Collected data
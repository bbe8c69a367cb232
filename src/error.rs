//! Error taxonomy (spec §7). Each enum below corresponds to one "kind" in
//! the spec, not to a single call site; handlers map these down to wire
//! response codes rather than propagating them to the client.

use thiserror::Error;

#[derive(Debug, Error)]
pub enum ProtocolError {
    #[error("frame truncated")]
    Truncated,
    #[error("frame of {0} bytes exceeds the 262144-byte limit")]
    FrameTooLarge(usize),
    #[error("unknown opcode {0}")]
    UnknownOpcode(u8),
    #[error(transparent)]
    Io(#[from] std::io::Error),
}

/// Errors from the PIN store / PIN verification path.
#[derive(Debug, Error, Clone, Copy)]
pub enum PinError {
    #[error("PIN incorrect, {0} attempt(s) remaining")]
    InvalidPin(u8),
    #[error("card PIN is locked")]
    TokenLocked,
    #[error("no PIN available and none could be obtained")]
    NoPin,
}

/// Errors from the card driver / card-session lifecycle.
#[derive(Debug, Error)]
pub enum CardError {
    #[error("no card found matching the configured GUID prefix")]
    NotFound,
    #[error("card enumeration failed: {0}")]
    Enumeration(String),
    #[error("requested slot is not present on the card")]
    SlotNotFound,
    #[error("card authentication key does not match configured CAK")]
    CakMismatch,
    /// The card refused a slot operation (sign/ecdh) pending PIN
    /// verification, distinct from a `verify_pin` failure: a "PIN always"
    /// slot can refuse here even though the preceding `try_pin(can_skip)`
    /// reported `Ok`, because the card only enforces the requirement at
    /// the point of use (spec §4.7 scenario 3).
    #[error("card refused the operation pending PIN verification")]
    PermissionError,
    #[error("driver error: {0}")]
    Driver(String),
    #[error(transparent)]
    Pin(#[from] PinError),
}
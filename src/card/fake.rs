//! In-memory `CardDriver` used by unit tests, the way a driver-abstraction
//! trait should be exercised (spec §2.4 ambient test tooling).

use std::collections::HashMap;

use crate::card::{CardDriver, Slot, SlotId, VerifyOutcome};
use crate::error::CardError;
use crate::keyfmt::{EcCurve, PublicKey};

pub struct FakeCard {
    pub guid: Vec<u8>,
    pub slots: HashMap<SlotId, Slot>,
    pub pin: Option<Vec<u8>>,
    pub attempts_remaining: u8,
    pub present: bool,
    pub yubico_style: bool,
    /// If `Some`, `sign`/`ecdh` fail once then succeed, to exercise the
    /// probe-tolerates-one-transient-failure path.
    pub fail_next: bool,
    /// A slot configured as a Yubico-style "PIN always" slot: `sign`
    /// refuses it with `CardError::PermissionError` unless the most
    /// recent `verify_pin` call actually ran (`can_skip == false`),
    /// mirroring how real PIV hardware enforces PIN-always at the point
    /// of use rather than at `verify_pin` time (spec §4.7 scenario 3).
    pub pin_always_slot: Option<SlotId>,
    last_verify_forced: bool,
}

impl FakeCard {
    pub fn new(guid: Vec<u8>) -> Self {
        FakeCard {
            guid,
            slots: HashMap::new(),
            pin: None,
            attempts_remaining: 3,
            present: true,
            yubico_style: false,
            fail_next: false,
            pin_always_slot: None,
            last_verify_forced: false,
        }
    }

    pub fn with_slot(mut self, id: SlotId, subject: &str) -> Self {
        let public_key = PublicKey::Ec {
            curve: EcCurve::NistP256,
            point: vec![0x04; 65],
        };
        self.slots.insert(
            id,
            Slot {
                id,
                public_key,
                subject: subject.to_string(),
            },
        );
        self
    }

    pub fn with_pin(mut self, pin: &[u8]) -> Self {
        self.pin = Some(pin.to_vec());
        self
    }
}

impl CardDriver for FakeCard {
    fn list_attached(&mut self) -> Result<Vec<Vec<u8>>, CardError> {
        if self.present {
            Ok(vec![self.guid.clone()])
        } else {
            Ok(vec![])
        }
    }

    fn begin_transaction(&mut self, guid: &[u8]) -> Result<(), CardError> {
        if !self.present {
            return Err(CardError::NotFound);
        }
        if !self.guid.starts_with(guid) && !guid.starts_with(&self.guid) {
            return Err(CardError::NotFound);
        }
        if self.fail_next {
            self.fail_next = false;
            return Err(CardError::Driver("transient".into()));
        }
        Ok(())
    }

    fn end_transaction(&mut self) {}

    fn read_slots(&mut self) -> Result<Vec<Slot>, CardError> {
        if !self.present {
            return Err(CardError::NotFound);
        }
        Ok(self.slots.values().cloned().collect())
    }

    fn verify_pin(&mut self, pin: &[u8], can_skip: bool) -> VerifyOutcome {
        if can_skip && self.pin.as_deref() == Some(pin) {
            // Card considers itself already satisfied; no real verify
            // happens, so a PIN-always slot remains un-force-verified.
            return VerifyOutcome::Ok;
        }
        match &self.pin {
            Some(stored) if stored == pin => {
                self.last_verify_forced = true;
                VerifyOutcome::Ok
            }
            _ => {
                if self.attempts_remaining == 0 {
                    VerifyOutcome::MinRetriesError
                } else {
                    self.attempts_remaining -= 1;
                    VerifyOutcome::PermissionError {
                        remaining: self.attempts_remaining,
                    }
                }
            }
        }
    }

    fn sign(&mut self, slot: SlotId, digest: &[u8]) -> Result<Vec<u8>, CardError> {
        if !self.slots.contains_key(&slot) {
            return Err(CardError::SlotNotFound);
        }
        if self.pin_always_slot == Some(slot) && !self.last_verify_forced {
            return Err(CardError::PermissionError);
        }
        let mut sig = digest.to_vec();
        sig.extend_from_slice(b"-signed");
        Ok(sig)
    }

    fn ecdh(&mut self, slot: SlotId, partner_point: &[u8]) -> Result<Vec<u8>, CardError> {
        if !self.slots.contains_key(&slot) {
            return Err(CardError::SlotNotFound);
        }
        Ok(partner_point.to_vec())
    }

    fn is_yubico_style(&self) -> bool {
        self.yubico_style
    }

    fn attest(&mut self, slot: SlotId) -> Result<(Vec<u8>, Vec<u8>), CardError> {
        if !self.slots.contains_key(&slot) {
            return Err(CardError::SlotNotFound);
        }
        Ok((vec![0xAA], vec![0xBB]))
    }
}
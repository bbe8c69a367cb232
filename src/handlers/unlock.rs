//! UNLOCK (spec §4.8).

use tracing::warn;

use crate::agent::AgentState;
use crate::card::CardDriver;
use crate::error::PinError;
use crate::wire::{opcode, Reader};

pub fn handle<D: CardDriver>(state: &mut AgentState<D>, payload: &[u8]) -> Vec<u8> {
    let mut r = Reader::new(payload);
    let password = match r.read_string() {
        Ok(p) => p.to_vec(),
        Err(_) => return vec![opcode::FAILURE],
    };

    if state.pin_store.set(&password).is_err() {
        warn!("rejecting password, not a valid PIV PIN format");
        return vec![opcode::FAILURE];
    }

    if let Err(e) = state.session.open_refreshing_if_stale(&mut state.pin_store) {
        warn!(error = %e, "failed to open card session for UNLOCK");
        state.pin_store.clear();
        return vec![opcode::FAILURE];
    }

    let result = state.session.try_pin(false, &mut state.pin_store, &state.prompter);
    state.session.close(false);

    match result {
        Ok(()) => vec![opcode::SUCCESS],
        Err(PinError::InvalidPin(remaining)) => {
            warn!(remaining, "UNLOCK rejected, wrong PIN");
            vec![opcode::FAILURE]
        }
        Err(PinError::TokenLocked) => {
            warn!("UNLOCK rejected, card PIN is locked");
            vec![opcode::FAILURE]
        }
        Err(PinError::NoPin) => vec![opcode::FAILURE],
    }
}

▶ _EXERCISE PROMPT_:
Lines before the one containing "Ok(partner_point.to_vec())" are left out. Repeat that line and all lines after it in the records above exactly.

▶ _WRITTEN RESPONSE_:
        Ok(partner_point.to_vec())
    }

    fn is_yubico_style(&self) -> bool {
        self.yubico_style
    }

    fn attest(&mut self, slot: SlotId) -> Result<(Vec<u8>, Vec<u8>), CardError> {
        if !self.slots.contains_key(&slot) {
            return Err(CardError::SlotNotFound);
        }
        Ok((vec![0xAA], vec![0xBB]))
    }
}
repository bbe8c69a367cb232
filename src/handlers/unlock.rs
//! UNLOCK (spec §4.8).

use tracing::warn;

use crate::agent::AgentState;
use crate::card::CardDriver;
use crate::error::PinError;
use crate::wire::{opcode, Reader};

pub fn handle<D: CardDriver>(state: &mut AgentState<D>, payload: &[u8]) -> Vec<u8> {
    let mut r = Reader::new(payload);
    let password = match r.read_string() {
        Ok(p) => p.to_vec(),
        Err(_) => return vec![opcode::FAILURE],
    };

    if state.pin_store.set(&password).is_err() {
        warn!("rejecting password, not a valid PIV PIN format");
        return vec![opcode::FAILURE];
    }

    if let Err(e) = state.session.open_refreshing_if_stale(&mut state.pin_store) {
        warn!(error = %e, "failed to open card session for UNLOCK");
        state.pin_store.clear();
        return vec![opcode::FAILURE];
    }

    let result = state.session.try_pin(false, &mut state.pin_store, &state.prompter);
    state.session.close(false);

    match result {
        Ok(()) => vec![opcode::SUCCESS],
        Err(PinError::InvalidPin(remaining)) => {
            warn!(remaining, "UNLOCK rejected, wrong PIN");
            vec![opcode::FAILURE]
        }
        Err(PinError::TokenLocked) => {
            warn!("UNLOCK rejected, card PIN is locked");
            vec![opcode::FAILURE]
        }
        Err(PinError::NoPin) => vec![opcode::FAILURE],
    }
}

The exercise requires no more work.